**EXTRACTED ENTRIES:**
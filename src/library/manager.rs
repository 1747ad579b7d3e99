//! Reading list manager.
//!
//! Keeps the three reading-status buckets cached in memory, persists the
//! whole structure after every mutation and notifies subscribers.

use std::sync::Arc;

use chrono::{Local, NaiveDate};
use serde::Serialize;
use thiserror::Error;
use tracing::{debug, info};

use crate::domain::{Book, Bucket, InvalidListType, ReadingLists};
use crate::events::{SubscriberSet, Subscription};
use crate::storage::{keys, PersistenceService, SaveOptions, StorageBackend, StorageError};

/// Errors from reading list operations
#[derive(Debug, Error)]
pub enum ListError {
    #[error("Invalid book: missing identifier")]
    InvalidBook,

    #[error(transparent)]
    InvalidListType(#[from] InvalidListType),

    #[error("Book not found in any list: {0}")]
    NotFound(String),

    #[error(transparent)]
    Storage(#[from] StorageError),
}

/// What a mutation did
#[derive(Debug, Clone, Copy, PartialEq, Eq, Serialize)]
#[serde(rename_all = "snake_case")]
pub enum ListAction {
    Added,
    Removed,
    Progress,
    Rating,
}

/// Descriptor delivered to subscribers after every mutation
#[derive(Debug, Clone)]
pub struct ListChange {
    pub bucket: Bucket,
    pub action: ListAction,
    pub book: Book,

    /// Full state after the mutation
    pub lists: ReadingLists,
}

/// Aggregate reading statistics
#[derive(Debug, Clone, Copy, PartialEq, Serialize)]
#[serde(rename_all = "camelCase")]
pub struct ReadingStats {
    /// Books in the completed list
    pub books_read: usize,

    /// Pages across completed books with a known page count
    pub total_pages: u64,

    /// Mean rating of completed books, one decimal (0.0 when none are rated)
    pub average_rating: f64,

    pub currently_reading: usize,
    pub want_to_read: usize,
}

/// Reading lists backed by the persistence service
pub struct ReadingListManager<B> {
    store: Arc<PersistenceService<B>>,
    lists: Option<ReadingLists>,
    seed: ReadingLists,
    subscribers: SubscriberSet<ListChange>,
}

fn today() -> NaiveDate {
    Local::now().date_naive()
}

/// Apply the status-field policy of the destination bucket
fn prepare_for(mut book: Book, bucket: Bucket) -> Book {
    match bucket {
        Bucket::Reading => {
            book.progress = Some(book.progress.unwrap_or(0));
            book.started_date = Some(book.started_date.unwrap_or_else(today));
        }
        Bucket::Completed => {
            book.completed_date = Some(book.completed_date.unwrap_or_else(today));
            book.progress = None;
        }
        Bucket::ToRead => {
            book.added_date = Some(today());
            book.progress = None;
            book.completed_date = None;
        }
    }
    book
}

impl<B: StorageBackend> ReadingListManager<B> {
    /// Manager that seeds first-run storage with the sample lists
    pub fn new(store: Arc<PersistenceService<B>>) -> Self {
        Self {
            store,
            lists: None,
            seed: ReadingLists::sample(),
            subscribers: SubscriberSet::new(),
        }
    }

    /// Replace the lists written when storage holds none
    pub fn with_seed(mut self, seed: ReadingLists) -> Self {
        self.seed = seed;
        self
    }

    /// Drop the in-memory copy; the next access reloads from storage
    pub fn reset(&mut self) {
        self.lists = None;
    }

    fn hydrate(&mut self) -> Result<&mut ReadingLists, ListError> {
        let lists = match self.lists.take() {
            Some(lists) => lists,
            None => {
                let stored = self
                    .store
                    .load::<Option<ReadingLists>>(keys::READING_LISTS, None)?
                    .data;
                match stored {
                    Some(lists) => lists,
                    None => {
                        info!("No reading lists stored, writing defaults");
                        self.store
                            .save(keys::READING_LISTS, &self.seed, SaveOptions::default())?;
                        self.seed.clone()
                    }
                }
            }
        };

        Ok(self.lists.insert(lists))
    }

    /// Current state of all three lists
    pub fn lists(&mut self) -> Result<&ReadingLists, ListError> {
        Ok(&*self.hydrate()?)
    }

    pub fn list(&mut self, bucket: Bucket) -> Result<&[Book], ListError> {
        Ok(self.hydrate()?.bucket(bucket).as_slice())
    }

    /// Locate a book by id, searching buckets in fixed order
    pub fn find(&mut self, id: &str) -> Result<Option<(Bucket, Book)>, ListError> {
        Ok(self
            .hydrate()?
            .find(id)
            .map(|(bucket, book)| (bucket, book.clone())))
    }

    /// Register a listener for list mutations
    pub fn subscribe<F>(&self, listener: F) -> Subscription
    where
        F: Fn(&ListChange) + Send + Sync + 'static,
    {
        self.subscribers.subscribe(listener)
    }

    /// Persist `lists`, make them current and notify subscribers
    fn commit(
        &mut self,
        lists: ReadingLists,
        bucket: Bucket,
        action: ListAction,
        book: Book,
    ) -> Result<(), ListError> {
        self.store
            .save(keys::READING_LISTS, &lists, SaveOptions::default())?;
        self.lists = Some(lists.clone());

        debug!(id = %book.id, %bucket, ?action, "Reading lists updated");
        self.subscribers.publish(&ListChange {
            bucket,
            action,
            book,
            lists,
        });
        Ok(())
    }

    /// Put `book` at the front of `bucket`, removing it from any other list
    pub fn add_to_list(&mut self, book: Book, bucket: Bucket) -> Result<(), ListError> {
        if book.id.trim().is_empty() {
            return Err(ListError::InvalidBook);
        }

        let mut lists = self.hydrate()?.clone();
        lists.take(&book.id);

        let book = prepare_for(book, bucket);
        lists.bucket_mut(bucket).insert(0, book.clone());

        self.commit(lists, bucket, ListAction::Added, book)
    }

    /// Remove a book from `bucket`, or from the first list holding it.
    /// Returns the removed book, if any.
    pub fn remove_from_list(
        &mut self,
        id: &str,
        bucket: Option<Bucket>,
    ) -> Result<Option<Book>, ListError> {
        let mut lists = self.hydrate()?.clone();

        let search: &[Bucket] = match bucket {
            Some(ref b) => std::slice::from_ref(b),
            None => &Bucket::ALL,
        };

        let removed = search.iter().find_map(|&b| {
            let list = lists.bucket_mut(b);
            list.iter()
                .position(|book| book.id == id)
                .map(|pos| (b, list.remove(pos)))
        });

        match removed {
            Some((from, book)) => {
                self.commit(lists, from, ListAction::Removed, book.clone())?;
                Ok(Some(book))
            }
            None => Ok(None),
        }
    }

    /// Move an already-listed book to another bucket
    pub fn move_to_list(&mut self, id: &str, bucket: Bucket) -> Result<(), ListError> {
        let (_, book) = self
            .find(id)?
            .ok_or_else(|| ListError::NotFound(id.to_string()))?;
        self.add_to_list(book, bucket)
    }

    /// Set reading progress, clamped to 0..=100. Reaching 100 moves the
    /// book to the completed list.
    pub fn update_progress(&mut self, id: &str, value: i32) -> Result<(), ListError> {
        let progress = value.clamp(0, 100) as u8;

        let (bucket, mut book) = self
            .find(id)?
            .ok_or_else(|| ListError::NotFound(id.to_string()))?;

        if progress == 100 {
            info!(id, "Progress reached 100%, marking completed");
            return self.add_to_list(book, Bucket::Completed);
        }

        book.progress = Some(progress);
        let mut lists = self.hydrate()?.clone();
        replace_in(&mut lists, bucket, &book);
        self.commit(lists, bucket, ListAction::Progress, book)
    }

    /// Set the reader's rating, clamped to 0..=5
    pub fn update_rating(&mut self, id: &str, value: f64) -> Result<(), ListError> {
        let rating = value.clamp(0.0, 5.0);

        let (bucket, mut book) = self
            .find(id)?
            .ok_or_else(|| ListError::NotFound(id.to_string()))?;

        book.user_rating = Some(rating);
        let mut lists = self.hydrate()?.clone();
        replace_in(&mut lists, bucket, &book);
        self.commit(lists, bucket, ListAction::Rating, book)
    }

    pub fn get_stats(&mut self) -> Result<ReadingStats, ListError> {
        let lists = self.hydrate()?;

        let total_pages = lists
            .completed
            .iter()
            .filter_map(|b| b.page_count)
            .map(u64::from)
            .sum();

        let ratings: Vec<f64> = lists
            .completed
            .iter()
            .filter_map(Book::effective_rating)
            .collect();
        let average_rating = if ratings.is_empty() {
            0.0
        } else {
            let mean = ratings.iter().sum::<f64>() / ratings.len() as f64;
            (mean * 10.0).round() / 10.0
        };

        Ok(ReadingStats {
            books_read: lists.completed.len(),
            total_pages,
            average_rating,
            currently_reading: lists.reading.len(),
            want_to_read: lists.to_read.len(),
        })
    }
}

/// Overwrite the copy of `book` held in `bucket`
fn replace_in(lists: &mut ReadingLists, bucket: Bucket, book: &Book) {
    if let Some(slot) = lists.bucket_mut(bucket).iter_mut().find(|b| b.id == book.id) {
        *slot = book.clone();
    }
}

**TASK DIRECTIONS:** Give back precisely the lines above that start at the line containing "book.completed_date = None;" and end at the line containing "pub fn with_seed(mut", inclusive. No other lines belong in the output.

**RESPONSE:**
            book.completed_date = None;
        }
    }
    book
}

impl<B: StorageBackend> ReadingListManager<B> {
    /// Manager that seeds first-run storage with the sample lists
    pub fn new(store: Arc<PersistenceService<B>>) -> Self {
        Self {
            store,
            lists: None,
            seed: ReadingLists::sample(),
            subscribers: SubscriberSet::new(),
        }
    }

    /// Replace the lists written when storage holds none
    pub fn with_seed(mut self, seed: ReadingLists) -> Self {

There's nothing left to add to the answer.